* _Required action_
Gather, from the data below, each line in which the word "pixels" occurs.

Stored data entries:

= = = = =

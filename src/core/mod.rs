//! Core raster algebra and segmentation stages

pub mod band;
pub mod blob_filter;
pub mod boundary;
pub mod classification;
pub mod cloud_mask;
pub mod components;
pub mod convolve;
pub mod georeference;
pub mod hue_value;
pub mod pipeline;
pub mod synthesis;
pub mod threshold;

// Re-export main types
pub use band::{BandStatistics, Normalization, Operand, RasterBand, ResampleMethod, StdCorrection};
pub use blob_filter::{BlobFilter, BlobFilterParams};
pub use boundary::{laplacian_kernel, Boundary, BoundaryExtractor};
pub use classification::Classification;
pub use cloud_mask::{decimals_with_bit, CloudMaskCorrector};
pub use components::{label_components, ComponentLabels};
pub use convolve::ConvolveOptions;
pub use georeference::GeoReferencer;
pub use hue_value::{HsvMethod, HueValue, HueValueExtractor};
pub use pipeline::{ShorelineParams, ShorelinePipeline, ShorelineProduct};
pub use synthesis::{ChannelSynthesizer, SynthesisInputs, SynthesisParams, SynthesizedRgb};
pub use threshold::{AdaptiveThresholder, CoarseWaterSource, ThresholdOutcome, ThresholdParams};
use crate::core::Classification;
use crate::types::{ClassKind, ShorelineResult};
use serde::{Deserialize, Serialize};

/// Connected-component size thresholds
#[derive(Debug, Clone, PartialEq, Serialize, Deserialize)]
#[serde(default)]
pub struct BlobFilterParams {
    /// Water blobs smaller than this many pixels become land
    pub waterblob: usize,
    /// Land blobs smaller than this many pixels become water
    pub landblob: usize,
}

impl Default for BlobFilterParams {
    fn default() -> Self {
        Self {
            waterblob: 1000,
            landblob: 1000,
        }
    }
}

/// Two-pass size filter: water speckle first, then land speckle
pub struct BlobFilter {
    params: BlobFilterParams,
}

impl BlobFilter {
    /// Create a blob filter with the given minimum blob sizes
    pub fn new(params: BlobFilterParams) -> Self {
        Self { params }
    }

    /// Get the filter parameters
    pub fn params(&self) -> &BlobFilterParams {
        &self.params
    }

    /// Clean a classification; the result always has water polarity
    pub fn apply(&self, raw: Classification) -> ShorelineResult<Classification> {
        let water = raw.into_kind(ClassKind::Water);
        let before = water.count();

        // Pass 1: drop small water blobs
        let large_water = water.band.clean(self.params.waterblob, 1.0, false);
        // Pass 2: small land blobs (complement components) are merged into water.
        // Without any water left the complement of max - data is empty, so skip it.
        let filled = if large_water.count_true() == 0 {
            large_water
        } else {
            large_water.clean(self.params.landblob, 0.0, true)
        };

        // Labeling sees no-data as background; put it back
        let cleaned = filled.restore_nodata(&water.band)?;

        log::info!(
            "Blob filter (waterblob={}, landblob={}): {} -> {} water pixels",
            self.params.waterblob,
            self.params.landblob,
            before,
            cleaned.count_true()
        );
        Ok(Classification::water(cleaned))
    }
}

= = = = =

* _Solution for this exercise_
    /// Water blobs smaller than this many pixels become land
    /// Land blobs smaller than this many pixels become water
            "Blob filter (waterblob={}, landblob={}): {} -> {} water pixels",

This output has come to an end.